# Denoising Diffusion Probabilistic Models

[Denoising Diffusion Probabilistic Models](https://arxiv.org/pdf/2006.11239)

[Tutorial on Diffusion Models for Imaging and Vision](https://arxiv.org/pdf/2403.18103)

[Bayes theorem, the geometry of changing beliefs](https://youtu.be/HZGCoVF3YvM?si=wPw_XLl6pZFQmIws)

[Probabilities of probabilities](https://youtube.com/playlist?list=PLZHQObOWTQDOjmo3Y6ADm0ScWAlEXf-fp&si=2GUpUMdHkjuCqSPK)

[What are Diffusion Models?](https://youtu.be/fbLgFrlTnGU?si=_d1SbwC5wNQ6eVym)

[Diffusion Models | Paper Explanation | Math Explained](https://youtu.be/HoKDTa5jHvg?si=Df3zTMRsPOgloGvI)

[The Annotated Diffusion Model](https://huggingface.co/blog/annotated-diffusion)

[Generative Modeling by Estimating Gradients of the Data Distribution](https://yang-song.net/blog/2021/score/)
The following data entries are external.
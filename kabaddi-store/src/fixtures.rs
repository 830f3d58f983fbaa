//! Sample data set: two teams, three matches and three grounds.
//!
//! Used to seed an empty data directory (`kabaddi seed`) and as the contents
//! of [`MemoryStore::seeded`](crate::MemoryStore::seeded).

use chrono::{Duration, Utc};
use kabaddi_core::{
    Amenity, AmenityKind, Ground, GroundStatus, Match, MatchResult, MatchStatus, Player, Team,
};

use crate::error::PersistenceError;
use crate::record::Record;

pub fn sample_players() -> Vec<Player> {
    [("p1", "7", "Arjun Singh"), ("p2", "12", "Vikram Rathore"), ("p3", "5", "Kabir Khan")]
        .into_iter()
        .map(|(id, number, name)| Player {
            id: id.to_string(),
            number: number.to_string(),
            name: name.to_string(),
        })
        .collect()
}

pub fn sample_teams() -> Vec<Team> {
    let mut thunderbolts = Team::new("t1", "Thunderbolts", "Mumbai");
    thunderbolts.players = sample_players();
    let mut desert_storm = Team::new("t2", "Desert Storm", "Jaipur");
    desert_storm.players = sample_players();
    vec![thunderbolts, desert_storm]
}

pub fn sample_matches() -> Vec<Match> {
    let now = Utc::now();
    vec![
        Match {
            id: "m1".into(),
            home_team_id: "t1".into(),
            away_team_id: "t2".into(),
            location: "Mumbai Arena".into(),
            ground_name: "Kabaddi Ground 1".into(),
            start_time: now + Duration::days(2),
            status: MatchStatus::Scheduled,
            result: None,
        },
        Match {
            id: "m2".into(),
            home_team_id: "t2".into(),
            away_team_id: "t1".into(),
            location: "Jaipur Stadium".into(),
            ground_name: "Pink Arena".into(),
            start_time: now - Duration::days(3),
            status: MatchStatus::Completed,
            result: Some(MatchResult {
                home_score: 35,
                away_score: 32,
                winner_team_id: Some("t2".into()),
                best_raider: Some("Vikram Rathore".into()),
                best_defender: Some("Kabir Khan".into()),
            }),
        },
        Match {
            id: "m3".into(),
            home_team_id: "t1".into(),
            away_team_id: "t2".into(),
            location: "Delhi Stadium".into(),
            ground_name: "Central Court".into(),
            start_time: now,
            status: MatchStatus::InProgress,
            result: None,
        },
    ]
}

fn amenity(name: &str, distance: &str, kind: AmenityKind) -> Amenity {
    Amenity {
        name: name.to_string(),
        distance: distance.to_string(),
        kind,
    }
}

fn strings(items: &[&str]) -> Vec<String> {
    items.iter().map(|s| s.to_string()).collect()
}

pub fn sample_grounds() -> Vec<Ground> {
    vec![
        Ground {
            id: "g1".into(),
            name: "Sunrise Arena".into(),
            location: "Mumbai, India".into(),
            address: "123 Sports Complex, Andheri East, Mumbai 400069".into(),
            description: "Indoor arena with seating for 5,000 spectators. Hosts league matches through the year.".into(),
            facilities: strings(&["Changing rooms", "Spectator seating", "Floodlights", "Medical room", "Cafeteria", "Parking"]),
            contact_number: "+91 9876543210".into(),
            capacity: 5000,
            status: GroundStatus::Open,
            rating: 4.8,
            booking_fee: 15000,
            photos: Vec::new(),
            map_url: "https://maps.google.com/?q=19.1136,72.8697".into(),
            upcoming_matches: strings(&["m1", "m3"]),
            nearby_amenities: vec![
                amenity("Sports Cafe", "0.2 km", AmenityKind::Restaurant),
                amenity("Metro Station", "0.5 km", AmenityKind::Transport),
                amenity("City Hospital", "1.2 km", AmenityKind::Hospital),
                amenity("Hotel Comfort", "0.8 km", AmenityKind::Hotel),
            ],
        },
        Ground {
            id: "g2".into(),
            name: "Twilight Turf".into(),
            location: "Jaipur, India".into(),
            address: "45 Heritage Sports Lane, Pink City, Jaipur 302001".into(),
            description: "Traditional clay-surface ground with open-air seating.".into(),
            facilities: strings(&["Basic changing areas", "Traditional seating", "Clay surface", "Water facilities"]),
            contact_number: "+91 9876543211".into(),
            capacity: 2000,
            status: GroundStatus::Closed,
            rating: 4.2,
            booking_fee: 8000,
            photos: Vec::new(),
            map_url: "https://maps.google.com/?q=26.9124,75.7873".into(),
            upcoming_matches: strings(&["m2"]),
            nearby_amenities: vec![
                amenity("Royal Spice Restaurant", "0.3 km", AmenityKind::Restaurant),
                amenity("City Bus Station", "1.0 km", AmenityKind::Transport),
                amenity("Heritage Hospital", "2.0 km", AmenityKind::Hospital),
                amenity("Pink Palace Hotel", "0.5 km", AmenityKind::Hotel),
            ],
        },
        Ground {
            id: "g3".into(),
            name: "Central Court".into(),
            location: "Delhi, India".into(),
            address: "67 National Sports Complex, New Delhi 110001".into(),
            description: "Air-conditioned indoor court with synthetic mats.".into(),
            facilities: strings(&["Air conditioning", "VIP lounge", "Premium seating", "Media box", "Food court", "Pro shop", "Gym"]),
            contact_number: "+91 9876543212".into(),
            capacity: 8000,
            status: GroundStatus::Maintenance,
            rating: 4.9,
            booking_fee: 25000,
            photos: Vec::new(),
            map_url: "https://maps.google.com/?q=28.6139,77.2090".into(),
            upcoming_matches: Vec::new(),
            nearby_amenities: vec![
                amenity("Delhi Food Plaza", "0.1 km", AmenityKind::Restaurant),
                amenity("Metro Junction", "0.3 km", AmenityKind::Transport),
                amenity("AIIMS Branch", "1.5 km", AmenityKind::Hospital),
                amenity("Luxury Inn", "0.7 km", AmenityKind::Hotel),
                amenity("Multi-level Parking", "0.2 km", AmenityKind::Parking),
            ],
        },
    ]
}

/// The sample data as raw `(key, json)` pairs, ready to write into a store.
pub fn sample_entries() -> Result<Vec<(&'static str, String)>, PersistenceError> {
    Ok(vec![
        (Team::KEY, serde_json::to_string(&sample_teams())?),
        (Match::KEY, serde_json::to_string(&sample_matches())?),
        (Ground::KEY, serde_json::to_string(&sample_grounds())?),
    ])
}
[What are Diffusion Models? Author: Lilian Weng](https://lilianweng.github.io/posts/2021-07-11-diffusion-models/)

[How diffusion models work: the math from scratch](https://theaisummer.com/diffusion-models/)

[Step by Step visual introduction to Diffusion Models](https://erdem.pl/2023/11/step-by-step-visual-introduction-to-diffusion-models)


## Main components of DDPM

#### Forward Diffusion Process

The forward diffusion process is about adding noise gradually to the data so that it eventually becomes Gaussian noise. This can be expressed as a series of transitions, where at each step, a small amount of Gaussian noise is added.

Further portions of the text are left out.